Source: EPO


From an initial prototype that operated with trash from refuse containers and a second-hand treadmill, Victor Dewulf and Peter Hedley have developed an AI-driven waste recognition and sorting system that waste processing facilities can use to quickly and accurately sort waste, ensuring that more of it is recycled.

Sorting waste for recycling is a challenging task, particularly when it comes to plastics. This is partially due to confusion about what can be recycled, the inability to process some plastics, and oil price volatility, which can make new plastic cheaper than recycled forms. As part of his master's thesis on AI-enabled waste recognition, Dewulf began working with Hedley to tackle the problem. The two created a prototype sorting system using a second-hand treadmill and neighbourhood waste. Their ingenuity culminated in AI-driven waste recognition and robotic sorting technologies and the formation of Recycleye, a company set up to commercialise their research project.

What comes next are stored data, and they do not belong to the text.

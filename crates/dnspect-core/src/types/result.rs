use crate::error::CheckError;
use crate::types::DomainSpec;
use std::net::Ipv4Addr;

/// Outcome of one ownership lookup for one resolved address.
///
/// `outcome` is `Ok` with the operator label iff the lookup succeeded;
/// a failed lookup carries the error instead. Produced once, never mutated.
#[derive(Debug)]
pub struct IpCheckResult {
    /// The resolved IPv4 address
    pub ip: Ipv4Addr,
    /// Operator label, or the failure that prevented obtaining one
    pub outcome: Result<String, CheckError>,
}

impl IpCheckResult {
    /// Create a result for a successful lookup
    #[must_use]
    pub fn labeled(ip: Ipv4Addr, label: impl Into<String>) -> Self {
        Self {
            ip,
            outcome: Ok(label.into()),
        }
    }

    /// Create a result for a failed lookup
    #[must_use]
    pub const fn failed(ip: Ipv4Addr, error: CheckError) -> Self {
        Self {
            ip,
            outcome: Err(error),
        }
    }

    /// The operator label, if the lookup succeeded
    #[must_use]
    pub fn label(&self) -> Option<&str> {
        self.outcome.as_deref().ok()
    }
}

/// Fixed verdict vocabulary consumed by the report renderer.
///
/// One tag per (mode × outcome), plus the resolution failure cases. The
/// renderer relies on this being closed; do not add free-text variants.
#[derive(Debug, Clone, Copy, PartialEq, Eq)]
pub enum Verdict {
    /// Strict mode: every address matched an expected operator
    StrictClean,
    /// Strict mode: at least one address fell outside the expected operators
    StrictPolluted,
    /// Lenient mode: at least one address matched an expected operator
    LenientClean,
    /// Lenient mode: no address matched an expected operator
    LenientPolluted,
    /// Name resolution failed outright
    ResolutionFailed,
    /// Name resolution returned no IPv4 addresses
    NoAddresses,
}

impl Verdict {
    /// Whether this verdict marks the domain as polluted
    #[must_use]
    pub const fn is_polluted(self) -> bool {
        !matches!(self, Self::StrictClean | Self::LenientClean)
    }
}

impl std::fmt::Display for Verdict {
    fn fmt(&self, f: &mut std::fmt::Formatter<'_>) -> std::fmt::Result {
        let tag = match self {
            Self::StrictClean => "all addresses match the expected operators",
            Self::StrictPolluted => "some addresses fall outside the expected operators",
            Self::LenientClean => "at least one address matches the expected operators",
            Self::LenientPolluted => "no address matches the expected operators",
            Self::ResolutionFailed => "DNS resolution failed",
            Self::NoAddresses => "no IPv4 addresses returned",
        };
        f.write_str(tag)
    }
}

/// Final pollution verdict for one checked domain
#[derive(Debug)]
pub struct DomainResult {
    /// Domain name from the spec
    pub domain: String,
    /// Expected operator label prefixes, copied from the spec
    pub expected: Vec<String>,
    /// Per-address outcomes, in resolution order
    pub ip_results: Vec<IpCheckResult>,
    /// Whether the domain is considered polluted
    pub polluted: bool,
    /// Fixed summary tag for the report
    pub verdict: Verdict,
}

impl DomainResult {
    /// Build the result for a domain whose name resolution failed.
    ///
    /// An unresolvable name under a possibly compromised DNS path is
    /// treated as pollution evidence, not skipped.
    #[must_use]
    pub fn unresolved(spec: DomainSpec, verdict: Verdict) -> Self {
        Self {
            domain: spec.name,
            expected: spec.expected,
            ip_results: Vec::new(),
            polluted: true,
            verdict,
        }
    }
}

The Recycleye system is installed above recycling centre conveyor belts, where it captures images of passing waste and uses AI algorithms to identify valuable materials. Combined with a robotic sorting arm, the system enables automated sorting with much higher accuracy than conventional mechanical or infrared vision technology and can even distinguish between food-grade and non-food-grade plastics. Thanks to this accuracy, the Recycleye system can increase the resale value of recycling bales five-fold and cut processing costs.

Towards the UN Sustainable Development Goals (UN SGD)

By making waste-sorting more financially attractive and feasible, Recycleye enables more waste volumes to be recycled, diminishing production and consumption of carbon-intensive virgin materials. Dewulf and Hedley thus address UN SDG 9 (Industry, Innovation and Infrastructure) and UN SDG 12 (Responsible Consumption and Production).